Я чувствовал, что они находятся с другой стороны нашего валуна, меньше чем в десяти ярдах от нас. Последние минут десять я старался не делать глубоких вдохов. Пудолл легонько стукнул меня по руке, и я вытащил чеку из гранаты. Услышав звук, арабы тут же молнией кинулись обратно, вверх по тропе.
Первая граната еще перелетала через валун, а я уже вытаскивал чеку из второй. Пудолл, сделав шаг в сторону и дождавшись вспышки взрыва, пустил очередь вслед убегавшим арабам. При разрыве второй гранаты он уже вел огонь, распластавшись на земле.
В это время к грохоту взрывов и автоматной стрельбы прибавились крики наших пробудившихся товарищей. Казалось, барабанные перепонки у меня вот-вот лопнут. Я бросил третью гранату как можно дальше вверх по тропе, но тут Пудолл завопил, чтобы я перестал их швырять, и кинулся в погоню за убегавшими. Я побежал вслед за ним, но, оставшись без оружия, мало чем мог помочь. Он вдруг остановился и пустил очередь, уложив на месте одного из арабов. Крикнув мне, чтобы я подобрал автомат убитого, он снова бросился бежать. Я опасался, не забыл ли он, что взял у меня только два магазина, — если он будет расходовать патроны в таком темпе, то скоро они у него кончатся.

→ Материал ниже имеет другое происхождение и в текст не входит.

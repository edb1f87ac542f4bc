// Detect -> suggest -> re-check flow across the engine state

use std::sync::atomic::{AtomicUsize, Ordering};
use std::sync::Arc;

use chrono::{DateTime, TimeZone, Utc, Weekday};
use therapy_scheduler_lib::commands::schedule::{
    detect_scheduling_conflicts, suggest_alternative_times, DetectConflictsInput,
    SuggestAlternativesInput,
};
use therapy_scheduler_lib::commands::EngineState;
use therapy_scheduler_lib::config::{EngineConfig, ScoringWeights};
use therapy_scheduler_lib::error::AppResult;
use therapy_scheduler_lib::models::availability::{TimeRange, WeeklyAvailability};
use therapy_scheduler_lib::models::scheduling::{
    Client, ConflictType, ExistingSession, SessionStatus, Therapist,
};
use therapy_scheduler_lib::services::compatibility::{
    CompatibilityScorer, PairScorer, WeightedPairScorer,
};
use therapy_scheduler_lib::services::conflict_detector::ProposedSession;
use therapy_scheduler_lib::services::score_cache::ScoreCache;

fn at(day: u32, hour: u32, minute: u32) -> DateTime<Utc> {
    Utc.with_ymd_and_hms(2025, 6, day, hour, minute, 0)
        .single()
        .expect("valid datetime")
}

fn therapist() -> Therapist {
    let range = TimeRange::parse("09:00", "17:00").expect("range");
    Therapist {
        id: "t-1".into(),
        name: "Dana Ortiz".into(),
        availability: WeeklyAvailability::weekdays(range).without_day(Weekday::Fri),
        service_types: vec!["ABA".into(), "Parent Training".into()],
        specialties: vec!["Autism".into()],
        max_clients: 8,
        current_clients: 4,
        min_weekly_hours: 0.0,
        max_weekly_hours: 0.0,
    }
}

fn client() -> Client {
    Client {
        id: "c-1".into(),
        name: "Riley Chen".into(),
        availability: WeeklyAvailability::default()
            .with_day(Weekday::Mon, TimeRange::parse("10:00", "16:00").expect("range"))
            .with_day(Weekday::Wed, TimeRange::parse("13:00", "15:00").expect("range")),
        service_preferences: vec!["aba".into(), "autism".into()],
        date_of_birth: None,
        authorized_units: 40,
    }
}

fn sessions() -> Vec<ExistingSession> {
    vec![
        ExistingSession {
            id: "s-100".into(),
            therapist_id: "t-1".into(),
            client_id: "c-2".into(),
            start_time: at(2, 13, 0),
            end_time: at(2, 14, 0),
            status: SessionStatus::Confirmed,
        },
        ExistingSession {
            id: "s-101".into(),
            therapist_id: "t-7".into(),
            client_id: "c-1".into(),
            start_time: at(2, 14, 0),
            end_time: at(2, 15, 0),
            status: SessionStatus::Scheduled,
        },
        ExistingSession {
            id: "s-102".into(),
            therapist_id: "t-1".into(),
            client_id: "c-3".into(),
            start_time: at(2, 12, 0),
            end_time: at(2, 13, 0),
            status: SessionStatus::Cancelled,
        },
    ]
}

#[tokio::test]
async fn rejected_request_gets_conflict_free_alternatives() {
    let state = EngineState::new(EngineConfig::default()).expect("engine state");
    let request = ProposedSession::new(at(2, 13, 30), at(2, 14, 30), "t-1", "c-1");

    let conflicts = detect_scheduling_conflicts(
        &state,
        DetectConflictsInput {
            session: request.clone(),
            existing_sessions: sessions(),
            therapist: therapist(),
            client: client(),
        },
    )
    .await
    .expect("conflicts");
    assert_eq!(conflicts.len(), 1);
    assert_eq!(conflicts[0].conflict_type, ConflictType::SessionOverlap);
    assert!(conflicts[0].message.contains("and 1 other session"));

    let alternatives = suggest_alternative_times(
        &state,
        SuggestAlternativesInput {
            session: request.clone(),
            existing_sessions: sessions(),
            therapist: therapist(),
            client: client(),
            conflicts: conflicts.clone(),
        },
    )
    .await
    .expect("alternatives");

    assert!(!alternatives.is_empty());
    assert!(alternatives.len() <= state.config().max_alternatives);
    assert!(alternatives.windows(2).all(|w| w[0].score >= w[1].score));

    for alternative in &alternatives {
        assert!(alternative.reason.starts_with("Resolves session overlap"));
        assert!((0.0..=1.0).contains(&alternative.score));
        let recheck = state
            .detector()
            .detect(
                &ProposedSession::new(alternative.start_time, alternative.end_time, "t-1", "c-1"),
                &sessions(),
                &therapist(),
                &client(),
            )
            .expect("recheck");
        assert!(recheck.is_empty(), "alternative {:?} must be conflict-free", alternative.start_time);
    }

    // The cancelled 12:00 session does not block its slot.
    let noon = alternatives.iter().find(|a| a.start_time == at(2, 12, 0));
    assert!(noon.is_some() || alternatives.len() == state.config().max_alternatives);
}

#[tokio::test]
async fn nearby_days_are_searched_when_the_day_is_full() {
    let state = EngineState::new(EngineConfig::default()).expect("engine state");
    let busy_monday: Vec<ExistingSession> = (10..16)
        .map(|hour| ExistingSession {
            id: format!("s-{hour}"),
            therapist_id: "t-1".into(),
            client_id: format!("c-{hour}"),
            start_time: at(2, hour, 0),
            end_time: at(2, hour + 1, 0),
            status: SessionStatus::Scheduled,
        })
        .collect();

    let request = ProposedSession::new(at(2, 11, 0), at(2, 12, 0), "t-1", "c-1");
    let conflicts = state
        .detector()
        .detect(&request, &busy_monday, &therapist(), &client())
        .expect("conflicts");

    let alternatives = state
        .suggester()
        .suggest(&request, &busy_monday, &therapist(), &client(), &conflicts)
        .await
        .expect("alternatives");

    // Only Wednesday 13:00-15:00 remains: 13:00, 13:30 and 14:00 starts.
    let starts: Vec<_> = alternatives.iter().map(|a| a.start_time).collect();
    assert_eq!(starts, vec![at(4, 13, 0), at(4, 13, 30), at(4, 14, 0)]);
    assert!(alternatives[0].reason.ends_with("2 days later at 13:00"));
}

struct Counting {
    calls: AtomicUsize,
}

impl PairScorer for Counting {
    fn compute(&self, therapist: &Therapist, client: &Client) -> AppResult<f64> {
        self.calls.fetch_add(1, Ordering::SeqCst);
        WeightedPairScorer::new(ScoringWeights::default()).compute(therapist, client)
    }
}

#[test]
fn scores_are_memoized_until_the_cache_is_cleared() {
    let counting = Arc::new(Counting { calls: AtomicUsize::new(0) });
    let cache = Arc::new(ScoreCache::new(128));
    let scorer = CompatibilityScorer::with_pair_scorer(Arc::clone(&cache), counting.clone());

    let first = scorer.score(&therapist(), &client()).expect("score");
    let second = scorer.score(&therapist(), &client()).expect("score");
    assert_eq!(first.to_bits(), second.to_bits());
    assert_eq!(counting.calls.load(Ordering::SeqCst), 1);
    assert!(first > 0.0 && first <= 1.0);

    assert_eq!(cache.clear(), 1);
    scorer.score(&therapist(), &client()).expect("score");
    assert_eq!(counting.calls.load(Ordering::SeqCst), 2);
}

#[tokio::test]
async fn concurrent_suggestions_share_one_cache() {
    let state = EngineState::new(EngineConfig::default()).expect("engine state");
    let request = ProposedSession::new(at(2, 13, 30), at(2, 14, 30), "t-1", "c-1");
    let conflicts = state
        .detector()
        .detect(&request, &sessions(), &therapist(), &client())
        .expect("conflicts");

    let runs = (0..4).map(|_| {
        let state = state.clone();
        let request = request.clone();
        let conflicts = conflicts.clone();
        async move {
            let suggester = state.suggester();
            let result = suggester
                .suggest(&request, &sessions(), &therapist(), &client(), &conflicts)
                .await;
            result
        }
    });
    let results = futures::future::join_all(runs).await;

    let first = results[0].as_ref().expect("alternatives");
    for result in &results {
        assert_eq!(result.as_ref().expect("alternatives"), first);
    }
    assert_eq!(state.cache().len(), 1);
}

Но тут и преследование кончилось. Какое-то время еще слышалась стрельба выше по ущелью, где сидели в засаде наши соседи. Вообще, конечно, стрелять в таких условиях, когда не видишь толком, что происходит, очень опасно, тем более что ущелье заполнилось нашими товарищами, которые спустились к нам, прихватив карманные фонарики. По соседству с трупом цепочка людей с фонариками была похожа на похоронную процессию. Постепенно выяснились результаты проведенной операции. Рядом с нами валялись два убитых араба, чуть выше на тропе был найден третий. Остальные — если они вообще были — бесследно исчезли, выскользнув из мышеловки.
Мы вернулись в Филипвиль, оставив позади незахороненные тела арабов, воспоминания о ночной схватке и призрак Демара. Фойе этим вечером было набито до отказа, как всегда бывает, когда полк возвращается с операции. Мы горланили песни, пока не охрипли, и пили пиво, пока оно не полилось у нас из ушей.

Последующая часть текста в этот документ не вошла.